I think it was a little bit of everything.
 
Sometimes dreams have to be adjusted. Sometimes we let go and it hurts...while we simultaneously discover other beautiful truths.
 
Ethan went upstairs to get changed. We were headed outside for a walk, to drink in the beauty of a clear spring day.
 
Author's Note from Letting Swift River Go
 
The Quabbin Reservoir is near my house,
one of the largest bodies of fresh water in New England.
It is a lovely wilderness;
eagles soar overhead and deer mark out their paths.
But once it was a low-lying valley called Swift River,
surrounded by rugged hills.
There were towns in the valley filled with hardworking folks
whose parents and grandparents had lived there all their lives.
Then, between 1927 and 1946, all the houses
and churches and schools -- the markers of their lives --
were gone forever under the rising waters.
 
The drowing of the Swift River towns
to create the Quabbin was not a unique event.
The same story -- only with different names --
has occurred all over the world
wherever nearby large cities have had powerful thirsts.
Such reservoirs are trade-offs, which like all trades,
are never easy, never perfectly fair.
 
 
 


Tuesday, April 23, 2013

Haircut

Look closely - can you see him?
Sunday morning, after church: our usual time for Dan and the kids to get haircuts.

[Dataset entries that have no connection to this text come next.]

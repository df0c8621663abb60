//! Initial placement of the RBF centers.
//!
//! ## Purpose
//!
//! This module places the centers on delay vectors of the normalized series,
//! spread evenly over the usable index range so the first center sits on the
//! earliest complete delay vector and the last one on the latest.
//!
//! ## Key concepts
//!
//! * **Anchor index**: Center `i` copies the delay vector anchored at
//!
//! ```text
//! n_i = (D − 1)·L + ⌊ i · span / (C − 1) ⌋,   span = len − 1 − (D − 1)·L
//! ```
//!
//! ## Invariants
//!
//! * Every anchor is a valid embedding index, so centers start in `[0, 1]^D`.
//! * Anchors are non-decreasing in `i`.
//!
//! ## Non-goals
//!
//! * This module does not move the centers (handled by `drift`).

// External dependencies
use num_traits::Float;

// Internal dependencies
use crate::primitives::centers::CenterSet;
use crate::primitives::embedding::EmbeddedView;

/// Evenly spaced center placement.
pub struct CenterSelector;

impl CenterSelector {
    /// Embedding index the `i`-th of `count` centers is copied from.
    ///
    /// A single center sits on the first complete delay vector.
    #[inline]
    pub fn anchor<T: Float>(view: &EmbeddedView<'_, T>, i: usize, count: usize) -> usize {
        if count < 2 {
            return view.window();
        }
        view.window() + (i * view.span()) / (count - 1)
    }

    /// Copy `count` evenly spaced delay vectors of `view` into a new center set.
    pub fn select<T: Float>(view: &EmbeddedView<'_, T>, count: usize) -> CenterSet<T> {
        let mut centers = CenterSet::zeros(count, view.dimension());
        for (i, center) in centers.iter_mut().enumerate() {
            let n = Self::anchor(view, i, count);
            for (coord, value) in center.iter_mut().zip(view.point(n)) {
                *coord = value;
            }
        }
        centers
    }
}
//! Online adapter for sliding-window RBF forecasting.
//!
//! ## Purpose
//!
//! This module provides the online execution adapter. It keeps a sliding
//! window of the most recent measurements and, once enough of them have
//! arrived, refits the network on every new value and forecasts the next one.
//!
//! ## Design notes
//!
//! * **Storage**: Uses a fixed-size circular buffer (VecDeque) for the sliding window.
//! * **Eviction**: Automatically evicts the oldest value when capacity is reached.
//! * **Processing**: Runs a full fit on the current window for each new value.
//! * **Workspace**: Scratch series and normal-equations buffer are reused across updates.
//! * **Generics**: Generic over `Float` types.
//!
//! ## Key concepts
//!
//! * **Sliding Window**: Maintains recent history up to `window_capacity`.
//! * **Initialization Phase**: Returns `None` until `min_points` values are present.
//! * **Fit Fallback**: A failed fit (e.g. a flat window) either propagates the
//!   error or falls back to the window mean.
//!
//! ## Invariants
//!
//! * Window size never exceeds capacity.
//! * All values in the window are finite.
//! * The window keeps insertion order (oldest to newest).
//!
//! ## Non-goals
//!
//! * This adapter does not update the fit incrementally; each forecast is a fresh fit.
//! * This adapter does not handle out-of-order points.

// Feature-gated imports
#[cfg(not(feature = "std"))]
use alloc::{collections::VecDeque, vec::Vec};
#[cfg(feature = "std")]
use std::{collections::VecDeque, vec::Vec};

// External dependencies
use core::fmt::Debug;
use core::marker::PhantomData;

// Internal dependencies
use crate::algorithms::fitting::FitLinalg;
use crate::engine::executor::{RbfConfig, RbfExecutor};
use crate::engine::validator::Validator;
use crate::math::statistics::Statistics;
use crate::primitives::buffer::FitBuffer;
use crate::primitives::errors::RbfError;

/// Default sliding-window capacity.
pub const DEFAULT_WINDOW_CAPACITY: usize = 30;

/// Policy when the fit on the current window fails.
#[derive(Debug, Clone, Copy, PartialEq, Eq, Default)]
pub enum FitFallback {
    /// Forecast the mean of the window (default).
    #[default]
    WindowMean,

    /// Return the error to the caller.
    Propagate,
}

// ============================================================================
// Online RBF Builder
// ============================================================================

/// Builder for the online RBF forecaster.
#[derive(Debug, Clone)]
pub struct OnlineRbfBuilder<T> {
    /// Window capacity (maximum number of values to keep)
    pub window_capacity: usize,

    /// Minimum values before forecasting starts (`None` = window capacity)
    pub min_points: Option<usize>,

    /// Behavior when a fit fails
    pub fit_fallback: FitFallback,

    /// Embedding dimension
    pub dimension: usize,

    /// Embedding delay
    pub delay: usize,

    /// Number of centers
    pub centers: usize,

    /// Forecast horizon
    pub step: usize,

    /// Training prefix length within the window (`None` = whole window)
    pub insample: Option<usize>,

    /// Whether to relax the centers
    pub drift: bool,

    /// Tracks if any parameter was set multiple times (for validation)
    #[doc(hidden)]
    pub(crate) duplicate_param: Option<&'static str>,

    _marker: PhantomData<T>,
}

impl<T: FitLinalg + Debug> Default for OnlineRbfBuilder<T> {
    fn default() -> Self {
        Self::new()
    }
}

impl<T: FitLinalg + Debug> OnlineRbfBuilder<T> {
    /// Create a new online builder with default parameters.
    fn new() -> Self {
        let defaults = RbfConfig::default();
        Self {
            window_capacity: DEFAULT_WINDOW_CAPACITY,
            min_points: None,
            fit_fallback: FitFallback::default(),
            dimension: defaults.dimension,
            delay: defaults.delay,
            centers: defaults.centers,
            step: defaults.step,
            insample: defaults.insample,
            drift: defaults.drift,
            duplicate_param: None,
            _marker: PhantomData,
        }
    }

    // ========================================================================
    // Shared Setters
    // ========================================================================

    /// Set the embedding dimension.
    pub fn dimension(mut self, dimension: usize) -> Self {
        self.dimension = dimension;
        self
    }

    /// Set the embedding delay.
    pub fn delay(mut self, delay: usize) -> Self {
        self.delay = delay;
        self
    }

    /// Set the number of centers.
    pub fn centers(mut self, centers: usize) -> Self {
        self.centers = centers;
        self
    }

    /// Set the forecast horizon.
    pub fn step(mut self, step: usize) -> Self {
        self.step = step;
        self
    }

    /// Fit only on the first `insample` values of each window.
    pub fn insample(mut self, insample: usize) -> Self {
        self.insample = Some(insample);
        self
    }

    /// Enable or disable drift relaxation of the centers.
    pub fn drift(mut self, enabled: bool) -> Self {
        self.drift = enabled;
        self
    }

    // ========================================================================
    // Online-Specific Setters
    // ========================================================================

    /// Set the window capacity.
    pub fn window_capacity(mut self, capacity: usize) -> Self {
        self.window_capacity = capacity;
        self
    }

    /// Set the minimum number of values before forecasting starts.
    pub fn min_points(mut self, min: usize) -> Self {
        self.min_points = Some(min);
        self
    }

    /// Set the behavior when a fit fails.
    pub fn fit_fallback(mut self, policy: FitFallback) -> Self {
        self.fit_fallback = policy;
        self
    }

    // ========================================================================
    // Build Method
    // ========================================================================

    /// Build the online forecaster.
    pub fn build(self) -> Result<OnlineRbf<T>, RbfError> {
        // Check for duplicate parameter configuration
        Validator::validate_no_duplicates(self.duplicate_param)?;

        let config = RbfConfig {
            dimension: self.dimension,
            delay: self.delay,
            centers: self.centers,
            step: self.step,
            insample: self.insample,
            drift: self.drift,
        };
        config.validate()?;

        // The window, and the warm-up threshold, must hold one training pair
        let min_len = config.min_series_len()?;
        Validator::validate_window_capacity(self.window_capacity, min_len)?;
        let min_points = self.min_points.unwrap_or(self.window_capacity);
        Validator::validate_min_points(min_points, min_len, self.window_capacity)?;

        let capacity = self.window_capacity;
        Ok(OnlineRbf {
            config,
            window_capacity: capacity,
            min_points,
            fit_fallback: self.fit_fallback,
            window: VecDeque::with_capacity(capacity + 1),
            scratch: Vec::with_capacity(capacity),
            buffer: FitBuffer::new(config.centers.min(capacity)),
        })
    }
}

// ============================================================================
// Online RBF Output
// ============================================================================

/// Result of a single online update.
#[derive(Debug, Clone, PartialEq)]
pub struct OnlineOutput<T> {
    /// Forecast `step` values past the newest one
    pub prediction: T,

    /// Number of values the forecast was computed from
    pub window_size: usize,

    /// Why the fit failed, when the window mean was used instead
    pub fallback: Option<RbfError>,
}

impl<T> OnlineOutput<T> {
    /// Whether the forecast is the window mean rather than a network output.
    #[inline]
    pub fn used_fallback(&self) -> bool {
        self.fallback.is_some()
    }
}

// ============================================================================
// Online RBF Processor
// ============================================================================

/// Online RBF forecaster over a sliding window.
#[derive(Debug, Clone)]
pub struct OnlineRbf<T> {
    config: RbfConfig,
    window_capacity: usize,
    min_points: usize,
    fit_fallback: FitFallback,
    window: VecDeque<T>,
    /// Contiguous copy of the window handed to the executor
    scratch: Vec<T>,
    /// Normal-equations workspace reused across fits
    buffer: FitBuffer<T>,
}

impl<T: FitLinalg + Debug> OnlineRbf<T> {
    /// Add a new value and forecast the next one.
    pub fn add_point(&mut self, value: T) -> Result<Option<OnlineOutput<T>>, RbfError> {
        Validator::validate_scalar(value, "value")?;

        // Add to window, evict oldest if over capacity
        self.window.push_back(value);
        if self.window.len() > self.window_capacity {
            self.window.pop_front();
        }

        if self.window.len() < self.min_points {
            return Ok(None);
        }

        self.scratch.clear();
        self.scratch.extend(self.window.iter().copied());

        match RbfExecutor::run_with_buffer(&self.scratch, &self.config, &mut self.buffer) {
            Ok(result) => Ok(Some(OnlineOutput {
                prediction: result.prediction,
                window_size: self.scratch.len(),
                fallback: None,
            })),
            Err(err) => match self.fit_fallback {
                FitFallback::Propagate => Err(err),
                FitFallback::WindowMean => {
                    log::debug!("Online fit failed ({err}), forecasting the window mean");
                    Ok(Some(OnlineOutput {
                        prediction: Statistics::mean(&self.scratch),
                        window_size: self.scratch.len(),
                        fallback: Some(err),
                    }))
                }
            },
        }
    }

    /// Get the current window size.
    pub fn window_size(&self) -> usize {
        self.window.len()
    }

    /// The values currently in the window, oldest first.
    pub fn window(&self) -> impl Iterator<Item = &T> + '_ {
        self.window.iter()
    }

    /// The validated configuration.
    pub fn config(&self) -> &RbfConfig {
        &self.config
    }

    /// Clear the window.
    pub fn reset(&mut self) {
        self.window.clear();
        self.scratch.clear();
    }
}
//! Layer 1: Primitives
//!
//! # Purpose
//!
//! This layer provides the primitive abstractions and data structures used
//! throughout the crate. It has zero internal dependencies within the crate.
//!
//! # Architecture
//!
//! ```text
//! Layer 6: API
//!   ↓
//! Layer 5: Adapters
//!   ↓
//! Layer 4: Engine
//!   ↓
//! Layer 3: Algorithms
//!   ↓
//! Layer 2: Math
//!   ↓
//! Layer 1: Primitives ← You are here
//! ```

/// Shared error types.
pub mod errors;

/// Delay-embedding view over a series.
pub mod embedding;

/// Flat storage for RBF centers.
pub mod centers;

/// Buffer management for the normal equations.
pub mod buffer;
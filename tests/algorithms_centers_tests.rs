#![cfg(feature = "dev")]
//! Tests for center selection and drift relaxation.
//!
//! ## Test Organization
//!
//! 1. **Selection** - Anchor indices and copied delay vectors
//! 2. **Drift** - Known trajectories, containment and coincident guards

use approx::assert_relative_eq;

use rbf_rs::internals::algorithms::drift::{
    DRIFT_ITERATIONS, DRIFT_LOWER, DRIFT_UPPER, DriftRelaxer,
};
use rbf_rs::internals::algorithms::selection::CenterSelector;
use rbf_rs::internals::primitives::centers::CenterSet;
use rbf_rs::internals::primitives::embedding::EmbeddedView;

fn ramp(n: usize) -> Vec<f64> {
    (0..n).map(|i| i as f64).collect()
}

// ============================================================================
// Selection Tests
// ============================================================================

/// Test three centers on a 1D ramp sit at the start, middle and end.
#[test]
fn test_select_evenly_spaced_1d() {
    let series = ramp(11);
    let view = EmbeddedView::new(&series, 1, 1).unwrap();
    let centers = CenterSelector::select(&view, 3);

    assert_eq!(centers.as_flat(), &[0.0, 5.0, 10.0]);
}

/// Test anchors use floor division of the scaled offset.
#[test]
fn test_select_anchor_floor_division() {
    let series = ramp(11);
    let view = EmbeddedView::new(&series, 1, 1).unwrap();

    // span = 10, anchors 0, 10/3, 20/3, 10
    let anchors: Vec<usize> = (0..4).map(|i| CenterSelector::anchor(&view, i, 4)).collect();
    assert_eq!(anchors, vec![0, 3, 6, 10]);

    let centers = CenterSelector::select(&view, 4);
    assert_eq!(centers.as_flat(), &[0.0, 3.0, 6.0, 10.0]);
}

/// Test multi-dimensional centers copy lagged coordinates, newest first.
#[test]
fn test_select_delay_vectors() {
    let series = ramp(11);
    let view = EmbeddedView::new(&series, 2, 2).unwrap();
    let centers = CenterSelector::select(&view, 3);

    // window = 2, span = 8, anchors 2, 6, 10
    assert_eq!(centers.len(), 3);
    assert_eq!(centers.center(0), &[2.0, 0.0]);
    assert_eq!(centers.center(1), &[6.0, 4.0]);
    assert_eq!(centers.center(2), &[10.0, 8.0]);
}

/// Test a single center uses the first complete delay vector.
#[test]
fn test_select_single_center() {
    let series = ramp(6);
    let view = EmbeddedView::new(&series, 3, 1).unwrap();
    let centers = CenterSelector::select(&view, 1);

    assert_eq!(centers.as_flat(), &[2.0, 1.0, 0.0]);
}

/// Test one center per index when the count equals the usable positions.
#[test]
fn test_select_every_position() {
    let series = ramp(5);
    let view = EmbeddedView::new(&series, 1, 1).unwrap();
    let centers = CenterSelector::select(&view, 5);

    assert_eq!(centers.as_flat(), series.as_slice());
    assert!(!centers.has_coincident());
}

// ============================================================================
// Drift Tests
// ============================================================================

/// Test the outer centers are pushed to the box edge, the middle one stays.
#[test]
fn test_drift_three_centers_1d() {
    let mut centers = CenterSet::from_flat(vec![0.0f64, 0.5, 1.0], 1);
    let report = DriftRelaxer::relax(&mut centers);

    assert_eq!(report.coincident_skips, 0);
    assert_eq!(report.stalled_moves, 0);

    let c = centers.as_flat();
    assert_relative_eq!(c[0], -0.1, epsilon = 1e-12);
    assert_relative_eq!(c[1], 0.5, epsilon = 1e-12);
    assert_relative_eq!(c[2], 1.09, epsilon = 1e-12);
}

/// Test two centers on the diagonal move apart along it.
#[test]
fn test_drift_two_centers_2d() {
    let mut centers = CenterSet::from_flat(vec![0.2f64, 0.2, 0.8, 0.8], 2);
    DriftRelaxer::relax(&mut centers);

    // Each sweep moves each center 0.01 along the diagonal: 20 * 0.01 / sqrt(2)
    let shift = DRIFT_ITERATIONS as f64 * 0.01 / 2.0f64.sqrt();
    let c = centers.as_flat();
    assert_relative_eq!(c[0], 0.2 - shift, epsilon = 1e-12);
    assert_relative_eq!(c[1], 0.2 - shift, epsilon = 1e-12);
    assert_relative_eq!(c[2], 0.8 + shift, epsilon = 1e-12);
    assert_relative_eq!(c[3], 0.8 + shift, epsilon = 1e-12);
}

/// Test coincident centers contribute no force and stay finite.
#[test]
fn test_drift_coincident_centers_are_guarded() {
    let mut centers = CenterSet::from_flat(vec![0.5f64, 0.5], 1);
    let report = DriftRelaxer::relax(&mut centers);

    assert_eq!(centers.as_flat(), &[0.5, 0.5]);
    assert_eq!(report.coincident_skips, 2 * DRIFT_ITERATIONS);
    assert_eq!(report.stalled_moves, 2 * DRIFT_ITERATIONS);
}

/// Test a coincident pair next to a distinct center gets split apart.
#[test]
fn test_drift_splits_coincident_pair() {
    let mut centers = CenterSet::from_flat(vec![0.0f64, 1.0, 0.0], 1);
    let report = DriftRelaxer::relax(&mut centers);

    assert!(report.coincident_skips > 0);
    assert!(!centers.has_coincident());
    assert!(centers.as_flat().iter().all(|v| v.is_finite()));
}

/// Test coordinates never leave the padded unit box.
#[test]
fn test_drift_containment() {
    let mut centers = CenterSet::from_flat(
        vec![0.0f64, 0.0, 0.01, 0.99, 0.98, 0.02, 1.0, 1.0, 0.5, 0.5],
        2,
    );
    DriftRelaxer::relax_with(&mut centers, 500);

    for &v in centers.as_flat() {
        assert!(v > DRIFT_LOWER && v < DRIFT_UPPER, "coordinate {} escaped", v);
    }
}

/// Test zero iterations leave the centers untouched.
#[test]
fn test_drift_zero_iterations() {
    let mut centers = CenterSet::from_flat(vec![0.1f64, 0.9], 1);
    let report = DriftRelaxer::relax_with(&mut centers, 0);

    assert_eq!(centers.as_flat(), &[0.1, 0.9]);
    assert_eq!(report.coincident_skips, 0);
}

We walk into Cost Cutters, and I remember. I remember my trepidation -- even greater, Ethan's. I remember the way we used to have to go to the expensive, ritzy kid's place, because it had toy cars to sit in and cartoons on the screen and lollipops. That was the only way we could make it through a haircut: bribes and distraction.

I remember sitting in this place waiting for Dan and Anna to get their hair done. I remember the subtle panic. Would Ethan swipe shampoo bottles onto the floor? Try to run outside? Roll around on the floor? How could we keep him occupied for a half-hour without making a spectacle? Lots of goldfish crackers were our friend.

I remember the first time we attempted cutting Ethan's hair at this place. We made it to the chair. Once she started to put the smock around him, he was done. A few months later, we tried again. We got a few snips in. Finally, when he was somewhere around 3 1/2 to 4, he sat all the way through. I hovered.

Just before he turned five, he let them buzz him for the first time. He still doesn't like the tickle. Now he manages to laugh, while still brushing anxiously at the little hairs around the back of his neck once he's done.

Most of them knew Ethan's background, but still for the longest time I hovered. I tried to fill in the blanks if they asked him a question and he didn't answer, or answered inappropriately. This has been an ongoing theme in public places. Over time, I've had to hover and fill in those blanks less often.

Yesterday we walked in once again. Ethan came when they called, and sat. I stayed in the waiting area and watched, listened.

"How old are you?" the hairdresser asked him.

"Five," he answered, holding out his fingers.

"Wow. Are you in kindergarten?"

"No. I'm in preschool. My sister is almost nine."

"Really? When is your birthday?"

"November 28. And Anna's birthday is June 18."

"Oh...is she going to have a party?"

"I don't know. Maybe!"

I sat there watching them converse, watching him follow the instructions to bend his head down or tilt it left or right, and felt a little bit of indignation.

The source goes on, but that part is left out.